FreshBooks experienced almost exactly two hours of downtime this evening due to a truck driving into a transformer near Rackspace’s Dallas, Texas–based data centres.
The collision occurred around 7:00 PM ET and for approximately an hour Rackspace’s Dallas data centre ran without experiencing any downtime. However, when the switch was made to auxiliary power, two of the air conditioning units would not restart. Air conditioning is like sunlight for data centres—they need it to survive. In the absence of air conditioning, and with thousands of servers running in a contained space, temperatures rise so high they cause malfunctions and damage machines. After running safely for a little over an hour on auxiliary power the staff at Rackspace decided to proactively take down several rows of servers to ensure that the heat within the data centre did not become too high. In the meantime, contractors worked feverishly to correct the problems with the chillers. Unfortunately, FreshBooks’ Dallas servers were among the rows of servers affected by the downtime.
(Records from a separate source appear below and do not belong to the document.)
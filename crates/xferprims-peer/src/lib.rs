//! Single-file transfers over TCP.
//!
//! A sender writes an 8-byte little-endian length and then the file's
//! bytes; a receiver reads the length and copies exactly that many bytes
//! into a sink. [`TransferServer`] serves one file to every client on its
//! own thread and [`fetch`] receives one file into a path.
//!
//! How the sender moves payload bytes is a [`CopyStrategy`] picked through
//! [`TransferConfig::strategy`].
//!
//! [`CopyStrategy`]: xferprims_copy::CopyStrategy

pub mod client;
pub mod config;
pub mod error;
pub mod receiver;
pub mod report;
pub mod sender;
pub mod server;
pub mod source;

#[cfg(feature = "async")]
pub mod asynchronous;

pub use client::fetch;
pub use config::{FetchOptions, TransferConfig};
pub use error::{Result, TransferError};
pub use receiver::receive;
pub use report::{Direction, TransferReport};
pub use sender::{send, send_outcome};
pub use server::TransferServer;
pub use source::FileSource;

#[cfg(feature = "async")]
pub use asynchronous::{receive_async, send_async};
Why did this downtime happen?
A truck drove into a transformer near our Dallas data centre and two air conditioning units would not restart—two rather odd and unfortunate events. To add a third unfortunate event, while FreshBooks also maintains a Virginia-based instance of the FreshBooks service to mitigate issues like this, we are presently doing some work on our setup there. Taking heed of the direction from the Rackspace team that it would be “about an hour of downtime”, we decided to wait things out.
We’re sorry to anyone who was inconvenienced
We sincerely apologize for any inconvenience this may have caused you this evening. As I drove into the office at 9 PM tonight to meet Aaron and Levi and help field calls and emails, I pulled over several times to answer text messages and reply to emails and keep people appraised of the developments as I knew them. I want to thank the team at Rackspace for doing what I think was 100% the right thing to do—making the difficult decision to take down rows of servers to prevent any real damage from occurring.
On behalf of the entire FreshBooks team—especially Levi, Aaron and myself, and Joe, who was working on things from home—I want to thank you for your patience as we handled the situation. If you experience any issues within the next couple of hours, please bear with us as we work into the night to ensure everything is running perfectly.